I’ve been a bit behind in updating the blog (2 midterms and a seemingly constant barrage of problem sets do not help…), but this week is definitely much better, so I’ve finally got some time to catch up.
So about two weeks ago was Maestro Muti’s last concert in Chicago. He just finished up a series of concerts with the Vienna Philharmonic last week (at the Musikverein!) and is headed to Japan to conduct a staged production of Mozart’s Le Nozze di Figaro with the Wiener Staatsoper (Vienna State Opera). Anyways, four pieces made up the program: Dvorak’s Husitska overture, Schumann’s Cello Concerto, Hindemith’s Concert Music for String Orchestra and Brass, and Mussorgsky’s Pictures at an Exhibition.
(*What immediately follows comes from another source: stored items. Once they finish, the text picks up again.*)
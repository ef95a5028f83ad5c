// Copyright 2025 Jonas Kruckenberg
//
// Licensed under the Apache License, Version 2.0, <LICENSE-APACHE or
// http://apache.org/licenses/LICENSE-2.0> or the MIT license <LICENSE-MIT or
// http://opensource.org/licenses/MIT>, at your option. This file may not be
// copied, modified, or distributed except according to those terms.

use crate::event::EventId;
use crate::ticks::Ticks;

/// A callback invoked by the loop with the opaque argument it was posted with.
///
/// The loop never dereferences the argument; it is a token carried from the
/// posting site to the handler.
pub type Handler = fn(*mut ());

/// Release action for a managed payload, invoked exactly once after the last
/// consumer of the payload has returned.
pub type Dtor = fn(*mut ());

/// Returns a destructor that runs `T`'s `Drop` glue in place.
///
/// This is the bridge between the loop's type-erased payload slot and owned
/// payloads kept in caller-managed storage: park a `T` somewhere stable, emit
/// its address, and let the returned destructor retire it once every
/// subscriber has seen it.
///
/// # Safety
///
/// Every argument the returned function is ever invoked with must be a valid,
/// uniquely-owned `*mut T`. In practice that means passing it exclusively to
/// [`emit_managed`][crate::Scheduler::emit_managed] alongside a matching
/// payload pointer.
#[must_use]
pub unsafe fn dtor_of<T>() -> Dtor {
    |arg| {
        // Safety: the `dtor_of` caller promised that this function is only
        // ever handed arguments that point to a live, uniquely-owned `T`.
        unsafe { arg.cast::<T>().drop_in_place() }
    }
}

/// Pool-private handle to a node slot.
///
/// Indices are only ever minted by [`Pool`] itself, so a `NodeIdx` cannot
/// name out-of-pool storage; this replaces the address range check a
/// pointer-based free list would need.
#[derive(Copy, Clone, Debug, Eq, PartialEq)]
pub(crate) struct NodeIdx(u16);

/// Largest pool capacity representable by [`NodeIdx`].
pub(crate) const MAX_POOL: usize = 65_535;

/// What a node does when the loop reaches it.
#[derive(Copy, Clone, Debug)]
pub(crate) enum Action {
    /// The slot is on the free list.
    Vacant,
    /// Run one handler.
    Task(Handler),
    /// Fan an event out to every matching subscription.
    Event(EventId),
}

/// A uniformly-sized task descriptor.
///
/// At any instant a node is in exactly one place: the free list, the ready
/// queue, the timer queue, or the run step's detached batch. The `next` link
/// is reused for whichever of those lists currently owns it.
#[derive(Copy, Clone, Debug)]
pub(crate) struct Node {
    pub(crate) next: Option<NodeIdx>,
    pub(crate) action: Action,
    pub(crate) arg: *mut (),
    pub(crate) dtor: Option<Dtor>,
    /// Tick at which a delayed node becomes ready. Meaningless while
    /// `delayed` is unset.
    pub(crate) expires: Ticks,
    pub(crate) delayed: bool,
}

/// Fixed-capacity node pool with an index-linked free list.
pub(crate) struct Pool<const CAP: usize> {
    slots: [Node; CAP],
    free_head: Option<NodeIdx>,
}

// === impl NodeIdx ===

impl NodeIdx {
    #[expect(
        clippy::cast_possible_truncation,
        reason = "pool capacities are asserted to fit the index width"
    )]
    pub(crate) const fn new(raw: usize) -> Self {
        debug_assert!(raw < MAX_POOL);
        Self(raw as u16)
    }

    #[inline]
    pub(crate) fn index(self) -> usize {
        usize::from(self.0)
    }
}

// === impl Node ===

// Safety: `arg` and `dtor` are opaque tokens. The loop never dereferences
// them; they are only handed back to handler code running in the single
// execution context that drains the loop.
unsafe impl Send for Node {}

impl Node {
    pub(crate) const VACANT: Self = Self {
        next: None,
        action: Action::Vacant,
        arg: core::ptr::null_mut(),
        dtor: None,
        expires: Ticks::ZERO,
        delayed: false,
    };
}

// === impl Pool ===

impl<const CAP: usize> Pool<CAP> {
    /// Creates the pool with slot `i` chained to slot `i + 1`.
    pub(crate) const fn new() -> Self {
        assert!(CAP > 0, "node pool capacity must be non-zero");
        assert!(CAP < MAX_POOL, "node pool capacity exceeds the index width");

        let mut slots = [Node::VACANT; CAP];
        let mut i = 0;
        while i + 1 < CAP {
            slots[i].next = Some(NodeIdx::new(i + 1));
            i += 1;
        }

        Self {
            slots,
            free_head: Some(NodeIdx::new(0)),
        }
    }

    /// Pops the free-list head. Returns `None` when the pool is exhausted.
    pub(crate) fn alloc(&mut self) -> Option<NodeIdx> {
        let idx = self.free_head?;
        self.free_head = self.node(idx).next;
        self.node_mut(idx).next = None;
        Some(idx)
    }

    /// Pushes a retired node back onto the free list.
    pub(crate) fn free(&mut self, idx: NodeIdx) {
        let head = self.free_head;
        let node = self.node_mut(idx);
        debug_assert!(
            !matches!(node.action, Action::Vacant),
            "released a node slot twice"
        );

        *node = Node::VACANT;
        node.next = head;
        self.free_head = Some(idx);
    }

    #[inline]
    pub(crate) fn node(&self, idx: NodeIdx) -> &Node {
        &self.slots[idx.index()]
    }

    #[inline]
    pub(crate) fn node_mut(&mut self, idx: NodeIdx) -> &mut Node {
        &mut self.slots[idx.index()]
    }

    /// Number of slots currently on the free list. O(n).
    pub(crate) fn free_count(&self) -> usize {
        let mut count = 0;
        let mut curr = self.free_head;
        while let Some(idx) = curr {
            count += 1;
            curr = self.node(idx).next;
        }
        count
    }
}

#[cfg(test)]
mod tests {
    use super::*;

    #[test]
    fn starts_fully_chained() {
        let pool = Pool::<8>::new();
        assert_eq!(pool.free_count(), 8);
    }

    #[test]
    fn alloc_drains_and_free_replenishes() {
        let mut pool = Pool::<4>::new();

        let taken: [NodeIdx; 4] = core::array::from_fn(|_| {
            let idx = pool.alloc().unwrap();
            pool.node_mut(idx).action = Action::Task(|_| {});
            idx
        });
        assert_eq!(pool.free_count(), 0);
        assert!(pool.alloc().is_none());

        for idx in taken {
            pool.free(idx);
        }
        assert_eq!(pool.free_count(), 4);
        assert!(pool.alloc().is_some());
    }

    #[test]
    fn freed_slots_are_reused_first() {
        let mut pool = Pool::<4>::new();

        let idx = pool.alloc().unwrap();
        pool.node_mut(idx).action = Action::Task(|_| {});
        pool.free(idx);

        assert_eq!(pool.alloc(), Some(idx));
    }
}
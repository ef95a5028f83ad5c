// Copyright 2025 Jonas Kruckenberg
//
// Licensed under the Apache License, Version 2.0, <LICENSE-APACHE or
// http://apache.org/licenses/LICENSE-2.0> or the MIT license <LICENSE-MIT or
// http://opensource.org/licenses/MIT>, at your option. This file may not be
// copied, modified, or distributed except according to those terms.

use core::cell::Cell;
use core::fmt;
use core::ptr;

use critical_section::Mutex;

use crate::node::Handler;
use crate::sched::Schedule;
use crate::ticks::RawTick;

/// One scripted action: at `at` ticks past the timeline origin, call
/// `handler` with `arg`.
#[derive(Copy, Clone, Debug)]
pub struct Step {
    pub(crate) at: RawTick,
    pub(crate) handler: Handler,
    pub(crate) arg: *mut (),
}

/// Replays a static step table through the loop, optionally cycling.
///
/// The step table is owned by the caller and referenced here; the `Timeline`
/// itself is the mutable control block and its identity is the handle. Steps
/// fire in table order at their declared offsets; with a non-zero cycle
/// period the whole table repeats every `cycle` ticks until
/// [`stop`][Self::stop].
///
/// Stopping is lazy: the control block only clears its flag, and the
/// already-armed internal callback observes it and self-terminates, so no
/// cancellation traffic is needed.
///
/// The [`timeline!`][crate::timeline!] macro declares the table and control
/// block as one item.
pub struct Timeline {
    steps: &'static [Step],
    /// Cycle period in ticks, 0 for one-shot.
    cycle: RawTick,
    state: Mutex<Cell<State>>,
}

#[derive(Copy, Clone)]
struct State {
    running: bool,
    index: usize,
    driver: Option<&'static (dyn Schedule + Sync)>,
}

// === impl Step ===

// Safety: `arg` is an opaque token. The timeline never dereferences it, it
// is only handed to the step handler in the loop's single execution context.
unsafe impl Sync for Step {}
// Safety: see the `Sync` impl above.
unsafe impl Send for Step {}

impl Step {
    #[must_use]
    pub const fn new(at: RawTick, handler: Handler, arg: *mut ()) -> Self {
        Self { at, handler, arg }
    }
}

// === impl Timeline ===

impl Timeline {
    #[must_use]
    pub const fn new(steps: &'static [Step], cycle: RawTick) -> Self {
        Self {
            steps,
            cycle,
            state: Mutex::new(Cell::new(State {
                running: false,
                index: 0,
                driver: None,
            })),
        }
    }

    /// Arms the timeline on `sched`, starting from step 0.
    ///
    /// A no-op when the timeline is already running or the step table is
    /// empty.
    pub fn start(&'static self, sched: &'static (dyn Schedule + Sync)) {
        if self.steps.is_empty() {
            return;
        }

        let armed = critical_section::with(|cs| {
            let cell = self.state.borrow(cs);
            let mut state = cell.get();
            if state.running {
                return false;
            }
            state.running = true;
            state.index = 0;
            state.driver = Some(sched);
            cell.set(state);
            true
        });
        if !armed {
            return;
        }

        if sched
            .post_delayed(Self::step, self.as_arg(), self.steps[0].at)
            .is_err()
        {
            tracing::warn!("node pool exhausted, timeline not started");
            self.disarm();
        }
    }

    /// Stops the timeline. The in-flight internal callback (if any) observes
    /// the cleared flag and does not reschedule.
    pub fn stop(&self) {
        self.disarm();
    }

    /// Stops the timeline and rewinds it to step 0.
    pub fn reset(&self) {
        critical_section::with(|cs| {
            let cell = self.state.borrow(cs);
            let mut state = cell.get();
            state.running = false;
            state.index = 0;
            cell.set(state);
        });
    }

    #[must_use]
    pub fn is_running(&self) -> bool {
        critical_section::with(|cs| self.state.borrow(cs).get().running)
    }

    /// The internal callback the timeline posts for itself.
    fn step(arg: *mut ()) {
        // Safety: this callback is only ever posted by `start`/`advance`
        // with the address of a live `&'static Timeline`
        let timeline = unsafe { &*arg.cast_const().cast::<Timeline>() };
        timeline.advance();
    }

    /// Runs the current step, then arms the next one.
    fn advance(&self) {
        let Some((current, driver)) = critical_section::with(|cs| {
            let cell = self.state.borrow(cs);
            let mut state = cell.get();
            if !state.running {
                return None;
            }
            if state.index >= self.steps.len() {
                state.running = false;
                cell.set(state);
                return None;
            }
            Some((self.steps[state.index], state.driver?))
        }) else {
            return;
        };

        // the handler runs outside the critical section and may itself
        // start, stop or reset this timeline
        (current.handler)(current.arg);

        let repost = critical_section::with(|cs| {
            let cell = self.state.borrow(cs);
            let mut state = cell.get();

            state.index += 1;
            let mut delay = 0;
            let mut more = false;

            if state.index < self.steps.len() {
                // a non-monotonic table clamps to 0 instead of wrapping
                delay = self.steps[state.index].at.saturating_sub(current.at);
                more = true;
            } else if self.cycle > 0 {
                delay = self
                    .cycle
                    .saturating_sub(current.at)
                    .saturating_add(self.steps[0].at);
                state.index = 0;
                more = true;
            } else {
                state.running = false;
                state.index = 0;
            }

            let repost = more && state.running;
            cell.set(state);
            repost.then_some(delay)
        });

        if let Some(delay) = repost
            && driver.post_delayed(Self::step, self.as_arg(), delay).is_err()
        {
            tracing::warn!("node pool exhausted, timeline stopped");
            self.disarm();
        }
    }

    fn disarm(&self) {
        critical_section::with(|cs| {
            let cell = self.state.borrow(cs);
            let mut state = cell.get();
            state.running = false;
            cell.set(state);
        });
    }

    fn as_arg(&self) -> *mut () {
        ptr::from_ref(self).cast::<()>().cast_mut()
    }
}

impl fmt::Debug for Timeline {
    fn fmt(&self, f: &mut fmt::Formatter<'_>) -> fmt::Result {
        f.debug_struct("Timeline")
            .field("steps", &self.steps.len())
            .field("cycle", &self.cycle)
            .field("running", &self.is_running())
            .finish_non_exhaustive()
    }
}

/// Declares a static step table and its [`Timeline`] control block as one
/// item.
///
/// ```
/// use tickloop::{Scheduler, timeline};
///
/// static SCHED: Scheduler = Scheduler::new(&[]);
///
/// fn valve_open(_arg: *mut ()) {}
/// fn valve_close(_arg: *mut ()) {}
///
/// timeline! {
///     static PURGE: cycle = 25, steps = [
///         (0, valve_open, core::ptr::null_mut()),
///         (10, valve_close, core::ptr::null_mut()),
///     ]
/// }
///
/// PURGE.start(&SCHED);
/// assert!(PURGE.is_running());
/// ```
#[macro_export]
macro_rules! timeline {
    (
        $(#[$meta:meta])*
        $vis:vis static $name:ident: cycle = $cycle:expr, steps = [
            $(($at:expr, $handler:expr, $arg:expr)),+ $(,)?
        ]
    ) => {
        $(#[$meta])*
        $vis static $name: $crate::Timeline = {
            static STEPS: &[$crate::Step] = &[
                $($crate::Step::new($at, $handler, $arg)),+
            ];
            $crate::Timeline::new(STEPS, $cycle)
        };
    };
}

#[cfg(test)]
mod tests {
    use super::*;
    use crate::sched::Scheduler;
    use crate::test_util::{arg_of, trace_init};
    use crate::ticks::RawTick;
    use std::sync::Mutex as StdMutex;
    use std::vec::Vec;

    struct Ctx {
        sched: &'static Scheduler<8>,
        log: StdMutex<Vec<(char, RawTick)>>,
    }

    fn ctx_of(arg: *mut ()) -> &'static Ctx {
        // Safety: these tests only pass pointers to leaked `Ctx` values
        unsafe { &*arg.cast_const().cast::<Ctx>() }
    }

    fn mark_f(arg: *mut ()) {
        let ctx = ctx_of(arg);
        ctx.log.lock().unwrap().push(('f', ctx.sched.now().0));
    }

    fn mark_g(arg: *mut ()) {
        let ctx = ctx_of(arg);
        ctx.log.lock().unwrap().push(('g', ctx.sched.now().0));
    }

    fn fixture(steps: &[(RawTick, Handler)], cycle: RawTick) -> (&'static Ctx, &'static Timeline) {
        let sched: &'static Scheduler<8> = Box::leak(Box::new(Scheduler::with_capacity(&[])));
        let ctx: &'static Ctx = Box::leak(Box::new(Ctx {
            sched,
            log: StdMutex::new(Vec::new()),
        }));

        let steps: Vec<Step> = steps
            .iter()
            .map(|&(at, handler)| Step::new(at, handler, arg_of(ctx)))
            .collect();
        let timeline: &'static Timeline =
            Box::leak(Box::new(Timeline::new(steps.leak(), cycle)));

        (ctx, timeline)
    }

    fn drive(sched: &Scheduler<8>, ticks: RawTick) {
        sched.run();
        for _ in 0..ticks {
            sched.tick();
            sched.run();
        }
    }

    #[test]
    fn cycling_timeline_fires_at_scripted_offsets() {
        let _trace = trace_init();
        let (ctx, timeline) = fixture(&[(0, mark_f), (10, mark_g)], 25);

        timeline.start(ctx.sched);
        drive(ctx.sched, 60);

        assert_eq!(
            *ctx.log.lock().unwrap(),
            [('f', 0), ('g', 10), ('f', 25), ('g', 35), ('f', 50), ('g', 60)],
        );
        assert!(timeline.is_running());
    }

    #[test]
    fn stop_before_the_first_step_fires_nothing() {
        let _trace = trace_init();
        let (ctx, timeline) = fixture(&[(0, mark_f), (10, mark_g)], 25);

        timeline.start(ctx.sched);
        timeline.stop();
        drive(ctx.sched, 10);

        assert!(ctx.log.lock().unwrap().is_empty());
        assert!(!timeline.is_running());
        // the armed callback self-terminated and gave its node back
        assert_eq!(ctx.sched.free_slots(), 8);
    }

    #[test]
    fn stop_mid_cycle_ends_the_replay() {
        let _trace = trace_init();
        let (ctx, timeline) = fixture(&[(0, mark_f), (10, mark_g)], 25);

        timeline.start(ctx.sched);
        drive(ctx.sched, 0);
        timeline.stop();
        drive(ctx.sched, 15);

        assert_eq!(*ctx.log.lock().unwrap(), [('f', 0)]);
        assert_eq!(ctx.sched.free_slots(), 8);
    }

    #[test]
    fn one_shot_timeline_completes_and_rewinds() {
        let _trace = trace_init();
        let (ctx, timeline) = fixture(&[(0, mark_f), (5, mark_g)], 0);

        timeline.start(ctx.sched);
        drive(ctx.sched, 5);

        assert_eq!(*ctx.log.lock().unwrap(), [('f', 0), ('g', 5)]);
        assert!(!timeline.is_running());

        // the run-off-the-end branch rewound the index, so the timeline is
        // silently re-armable
        timeline.start(ctx.sched);
        drive(ctx.sched, 5);

        assert_eq!(
            *ctx.log.lock().unwrap(),
            [('f', 0), ('g', 5), ('f', 5), ('g', 10)],
        );
    }

    #[test]
    fn start_while_running_is_a_noop() {
        let _trace = trace_init();
        let (ctx, timeline) = fixture(&[(0, mark_f), (10, mark_g)], 0);

        timeline.start(ctx.sched);
        timeline.start(ctx.sched);
        drive(ctx.sched, 10);

        assert_eq!(*ctx.log.lock().unwrap(), [('f', 0), ('g', 10)]);
    }

    #[test]
    fn empty_timeline_does_not_start() {
        let _trace = trace_init();
        let sched: &'static Scheduler<8> = Box::leak(Box::new(Scheduler::with_capacity(&[])));
        let timeline: &'static Timeline = Box::leak(Box::new(Timeline::new(&[], 25)));

        timeline.start(sched);

        assert!(!timeline.is_running());
        assert_eq!(sched.free_slots(), 8);
    }

    #[test]
    fn non_monotonic_offsets_clamp_to_zero() {
        let _trace = trace_init();
        let (ctx, timeline) = fixture(&[(5, mark_f), (3, mark_g)], 0);

        timeline.start(ctx.sched);
        drive(ctx.sched, 5);
        // the malformed gap clamps to a zero delay, which needs one more
        // run step at the same tick
        ctx.sched.run();

        assert_eq!(*ctx.log.lock().unwrap(), [('f', 5), ('g', 5)]);
    }

    #[test]
    fn reset_rewinds_to_the_first_step() {
        let _trace = trace_init();
        let (ctx, timeline) = fixture(&[(0, mark_f), (10, mark_g)], 0);

        timeline.start(ctx.sched);
        drive(ctx.sched, 0);
        timeline.stop();
        timeline.reset();
        assert!(!timeline.is_running());

        timeline.start(ctx.sched);
        drive(ctx.sched, 0);

        assert_eq!(*ctx.log.lock().unwrap(), [('f', 0), ('f', 0)]);
    }

    #[test]
    fn declared_timeline_drives_static_handlers() {
        let _trace = trace_init();
        use core::sync::atomic::{AtomicUsize, Ordering};

        static SCHED: Scheduler = Scheduler::new(&[]);
        static FIRED: AtomicUsize = AtomicUsize::new(0);

        fn fire(_arg: *mut ()) {
            FIRED.fetch_add(1, Ordering::Relaxed);
        }

        timeline! {
            static PULSE: cycle = 0, steps = [
                (0, fire, core::ptr::null_mut()),
                (2, fire, core::ptr::null_mut()),
            ]
        }

        PULSE.start(&SCHED);
        assert!(PULSE.is_running());

        SCHED.run();
        SCHED.tick();
        SCHED.run();
        SCHED.tick();
        SCHED.run();

        assert_eq!(FIRED.load(Ordering::Relaxed), 2);
        assert!(!PULSE.is_running());
    }
}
CSO principal cellist, John Sharp, was the soloist for Schumann’s Cello Concerto, which, along with Mussorgsky’s Pictures at an Exhibition, were the two main works of the evening. Sharp is one of my favorite players in the CSO and it was really cool to hear him featured as soloist. Plus, this concerto is one of the great “Romantic-era” pieces for the cello (although the Dvorak is still my favorite). There was one point during the piece, where he and Ken Olsen (CSO assistant principal cellist) play this one section together, and their lines just meshed together so well.
Maestro Muti has conducted the Mussorgsky many times, live and in recording, but this was only the first time that I’ve heard him conduct this live in concert. It’s originally a piece for the piano, but was orchestrated by Ravel (with a solo saxophone part!). It’s also one of the main parts of the CSO’s tour to Europe in January (along with the Catalani/Strauss from the last program), so even though this was probably just routine playing for the orchestra in prep for the tour, the performance was a fine rendition, showing the tip-top shape of the orchestra (under Muti of course). Can’t wait until he returns in February for Prokofiev’s Ivan the Terrible (with Gerard Depardieu)!!!
I’ll also put up post on my trip to Lyric to see Lucia di Lammermoor this past Tuesday (which was fantastic by the way), conducted by Enrique Mazzola.